** Extracted records **
//! Gate notifications and the append-only event log.
//!
//! Every successful state transition records exactly one event:
//! - `propose` → `SubmitTransaction`
//! - `vote` → `AffirmativeVote` or `NegativeVote`
//! - `execute` → `Execute` (only when the ledger accepted the dispatch)
//!
//! The log is never truncated or reordered. Queries return copies.

use crate::identity::Identity;
use crate::serialization::{from_cbor, to_cbor, SerializationError};
use serde::{Deserialize, Serialize};
use std::fmt;
use tracing::info;

/// A notification emitted for external observers.
#[derive(Debug, Clone, PartialEq, Eq, Serialize, Deserialize)]
pub enum GateEvent {
    SubmitTransaction {
        creator: Identity,
        index: usize,
        target: Identity,
        amount: u64,
        payload: Vec<u8>,
    },
    AffirmativeVote {
        owner: Identity,
        index: usize,
    },
    NegativeVote {
        owner: Identity,
        index: usize,
    },
    Execute {
        owner: Identity,
        index: usize,
    },
}

/// Event discriminant, for filtering.
#[derive(Debug, Clone, Copy, PartialEq, Eq, Hash, Serialize, Deserialize)]
pub enum EventKind {
    SubmitTransaction,
    AffirmativeVote,
    NegativeVote,
    Execute,
}

impl GateEvent {
    pub fn kind(&self) -> EventKind {
        match self {
            Self::SubmitTransaction { .. } => EventKind::SubmitTransaction,
            Self::AffirmativeVote { .. } => EventKind::AffirmativeVote,
            Self::NegativeVote { .. } => EventKind::NegativeVote,
            Self::Execute { .. } => EventKind::Execute,
        }
    }

    /// The owner who caused the event.
    pub fn actor(&self) -> &Identity {
        match self {
            Self::SubmitTransaction { creator, .. } => creator,
            Self::AffirmativeVote { owner, .. }
            | Self::NegativeVote { owner, .. }
            | Self::Execute { owner, .. } => owner,
        }
    }

    /// Proposal index the event refers to.
    pub fn index(&self) -> usize {
        match self {
            Self::SubmitTransaction { index, .. }
            | Self::AffirmativeVote { index, .. }
            | Self::NegativeVote { index, .. }
            | Self::Execute { index, .. } => *index,
        }
    }
}

impl fmt::Display for EventKind {
    fn fmt(&self, f: &mut fmt::Formatter<'_>) -> fmt::Result {
        let name = match self {
            Self::SubmitTransaction => "Submit Transaction",
            Self::AffirmativeVote => "Affirmative Vote",
            Self::NegativeVote => "Negative Vote",
            Self::Execute => "Execute",
        };
        f.write_str(name)
    }
}

/// Ordered, append-only record of gate notifications.
#[derive(Debug, Clone, Default, PartialEq, Eq, Serialize, Deserialize)]
pub struct EventLog {
    entries: Vec<GateEvent>,
}

impl EventLog {
    pub fn new() -> Self {
        Self::default()
    }

    /// Append an event.
    pub(crate) fn record(&mut self, event: GateEvent) {
        info!(
            kind = %event.kind(),
            actor = %event.actor(),
            index = event.index(),
            "gate event"
        );
        self.entries.push(event);
    }

    /// All events, oldest first.
    pub fn entries(&self) -> &[GateEvent] {
        &self.entries
    }

    pub fn len(&self) -> usize {
        self.entries.len()
    }

    pub fn is_empty(&self) -> bool {
        self.entries.is_empty()
    }

    pub fn last(&self) -> Option<&GateEvent> {
        self.entries.last()
    }

    /// Filter events. Results are most recent first.
    pub fn query(&self, query: &EventQuery) -> Vec<GateEvent> {
        let matching = self.entries.iter().rev().filter(|event| {
            if let Some(kind) = query.kind {
                if event.kind() != kind {
                    return false;
                }
            }

            if let Some(ref actor) = query.actor {
                if event.actor() != actor {
                    return false;
                }
            }

            if let Some(index) = query.index {
                if event.index() != index {
                    return false;
                }
            }

            true
        });

        match query.limit {
            Some(limit) => matching.take(limit).cloned().collect(),
            None => matching.cloned().collect(),
        }
    }

    /// Encode the whole log as CBOR for an external observer.
    pub fn export_cbor(&self) -> Result<Vec<u8>, SerializationError> {
        to_cbor(self)
    }

    /// Decode a log produced by `export_cbor`.
    pub fn import_cbor(bytes: &[u8]) -> Result<Self, SerializationError> {
        from_cbor(bytes)
    }
}

/// Query options for the event log.
#[derive(Debug, Clone)]
pub struct EventQuery {
    /// Filter by event kind.
    pub kind: Option<EventKind>,
    /// Filter by acting owner.
    pub actor: Option<Identity>,
    /// Filter by proposal index.
    pub index: Option<usize>,
    /// Limit number of results (most recent first).
    pub limit: Option<usize>,
}

impl Default for EventQuery {
    fn default() -> Self {
        Self {
            kind: None,
            actor: None,
            index: None,
            limit: Some(50),
        }
    }
}

/// Render events for an operator-facing audit view.
pub fn format_event_log(events: &[GateEvent]) -> String {
    if events.is_empty() {
        return "No gate events found.".to_string();
    }

    let mut output = String::from("Approval Gate Events\n\n");

    for event in events {
        output.push_str(&format!(
            "- #{} {} by {}...",
            event.index(),
            event.kind(),
            event.actor().short()
        ));
        if let GateEvent::SubmitTransaction {
            target,
            amount,
            payload,
            ..
        } = event
        {
            output.push_str(&format!(
                "\n  target {} amount {} payload {} bytes",
                target,
                amount,
                payload.len()
            ));
        }
        output.push('\n');
    }

    output.trim_end().to_string()
}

** Required work **
Reproduce every entry above exactly as it was written.

** Result for this task **
//! Gate notifications and the append-only event log.
//!
//! Every successful state transition records exactly one event:
//! - `propose` → `SubmitTransaction`
//! - `vote` → `AffirmativeVote` or `NegativeVote`
//! - `execute` → `Execute` (only when the ledger accepted the dispatch)
//!
//! The log is never truncated or reordered. Queries return copies.

use crate::identity::Identity;
use crate::serialization::{from_cbor, to_cbor, SerializationError};
use serde::{Deserialize, Serialize};
use std::fmt;
use tracing::info;

/// A notification emitted for external observers.
#[derive(Debug, Clone, PartialEq, Eq, Serialize, Deserialize)]
pub enum GateEvent {
    SubmitTransaction {
        creator: Identity,
        index: usize,
        target: Identity,
        amount: u64,
        payload: Vec<u8>,
    },
    AffirmativeVote {
        owner: Identity,
        index: usize,
    },
    NegativeVote {
        owner: Identity,
        index: usize,
    },
    Execute {
        owner: Identity,
        index: usize,
    },
}

/// Event discriminant, for filtering.
#[derive(Debug, Clone, Copy, PartialEq, Eq, Hash, Serialize, Deserialize)]
pub enum EventKind {
    SubmitTransaction,
    AffirmativeVote,
    NegativeVote,
    Execute,
}

impl GateEvent {
    pub fn kind(&self) -> EventKind {
        match self {
            Self::SubmitTransaction { .. } => EventKind::SubmitTransaction,
            Self::AffirmativeVote { .. } => EventKind::AffirmativeVote,
            Self::NegativeVote { .. } => EventKind::NegativeVote,
            Self::Execute { .. } => EventKind::Execute,
        }
    }

    /// The owner who caused the event.
    pub fn actor(&self) -> &Identity {
        match self {
            Self::SubmitTransaction { creator, .. } => creator,
            Self::AffirmativeVote { owner, .. }
            | Self::NegativeVote { owner, .. }
            | Self::Execute { owner, .. } => owner,
        }
    }

    /// Proposal index the event refers to.
    pub fn index(&self) -> usize {
        match self {
            Self::SubmitTransaction { index, .. }
            | Self::AffirmativeVote { index, .. }
            | Self::NegativeVote { index, .. }
            | Self::Execute { index, .. } => *index,
        }
    }
}

impl fmt::Display for EventKind {
    fn fmt(&self, f: &mut fmt::Formatter<'_>) -> fmt::Result {
        let name = match self {
            Self::SubmitTransaction => "Submit Transaction",
            Self::AffirmativeVote => "Affirmative Vote",
            Self::NegativeVote => "Negative Vote",
            Self::Execute => "Execute",
        };
        f.write_str(name)
    }
}

/// Ordered, append-only record of gate notifications.
#[derive(Debug, Clone, Default, PartialEq, Eq, Serialize, Deserialize)]
pub struct EventLog {
    entries: Vec<GateEvent>,
}

impl EventLog {
    pub fn new() -> Self {
        Self::default()
    }

    /// Append an event.
    pub(crate) fn record(&mut self, event: GateEvent) {
        info!(
            kind = %event.kind(),
            actor = %event.actor(),
            index = event.index(),
            "gate event"
        );
        self.entries.push(event);
    }

    /// All events, oldest first.
    pub fn entries(&self) -> &[GateEvent] {
        &self.entries
    }

    pub fn len(&self) -> usize {
        self.entries.len()
    }

    pub fn is_empty(&self) -> bool {
        self.entries.is_empty()
    }

    pub fn last(&self) -> Option<&GateEvent> {
        self.entries.last()
    }

    /// Filter events. Results are most recent first.
    pub fn query(&self, query: &EventQuery) -> Vec<GateEvent> {
        let matching = self.entries.iter().rev().filter(|event| {
            if let Some(kind) = query.kind {
                if event.kind() != kind {
                    return false;
                }
            }

            if let Some(ref actor) = query.actor {
                if event.actor() != actor {
                    return false;
                }
            }

            if let Some(index) = query.index {
                if event.index() != index {
                    return false;
                }
            }

            true
        });

        match query.limit {
            Some(limit) => matching.take(limit).cloned().collect(),
            None => matching.cloned().collect(),
        }
    }

    /// Encode the whole log as CBOR for an external observer.
    pub fn export_cbor(&self) -> Result<Vec<u8>, SerializationError> {
        to_cbor(self)
    }

    /// Decode a log produced by `export_cbor`.
    pub fn import_cbor(bytes: &[u8]) -> Result<Self, SerializationError> {
        from_cbor(bytes)
    }
}

/// Query options for the event log.
#[derive(Debug, Clone)]
pub struct EventQuery {
    /// Filter by event kind.
    pub kind: Option<EventKind>,
    /// Filter by acting owner.
    pub actor: Option<Identity>,
    /// Filter by proposal index.
    pub index: Option<usize>,
    /// Limit number of results (most recent first).
    pub limit: Option<usize>,
}

impl Default for EventQuery {
    fn default() -> Self {
        Self {
            kind: None,
            actor: None,
            index: None,
            limit: Some(50),
        }
    }
}

/// Render events for an operator-facing audit view.
pub fn format_event_log(events: &[GateEvent]) -> String {
    if events.is_empty() {
        return "No gate events found.".to_string();
    }

    let mut output = String::from("Approval Gate Events\n\n");

    for event in events {
        output.push_str(&format!(
            "- #{} {} by {}...",
            event.index(),
            event.kind(),
            event.actor().short()
        ));
        if let GateEvent::SubmitTransaction {
            target,
            amount,
            payload,
            ..
        } = event
        {
            output.push_str(&format!(
                "\n  target {} amount {} payload {} bytes",
                target,
                amount,
                payload.len()
            ));
        }
        output.push('\n');
    }

    output.trim_end().to_string()
}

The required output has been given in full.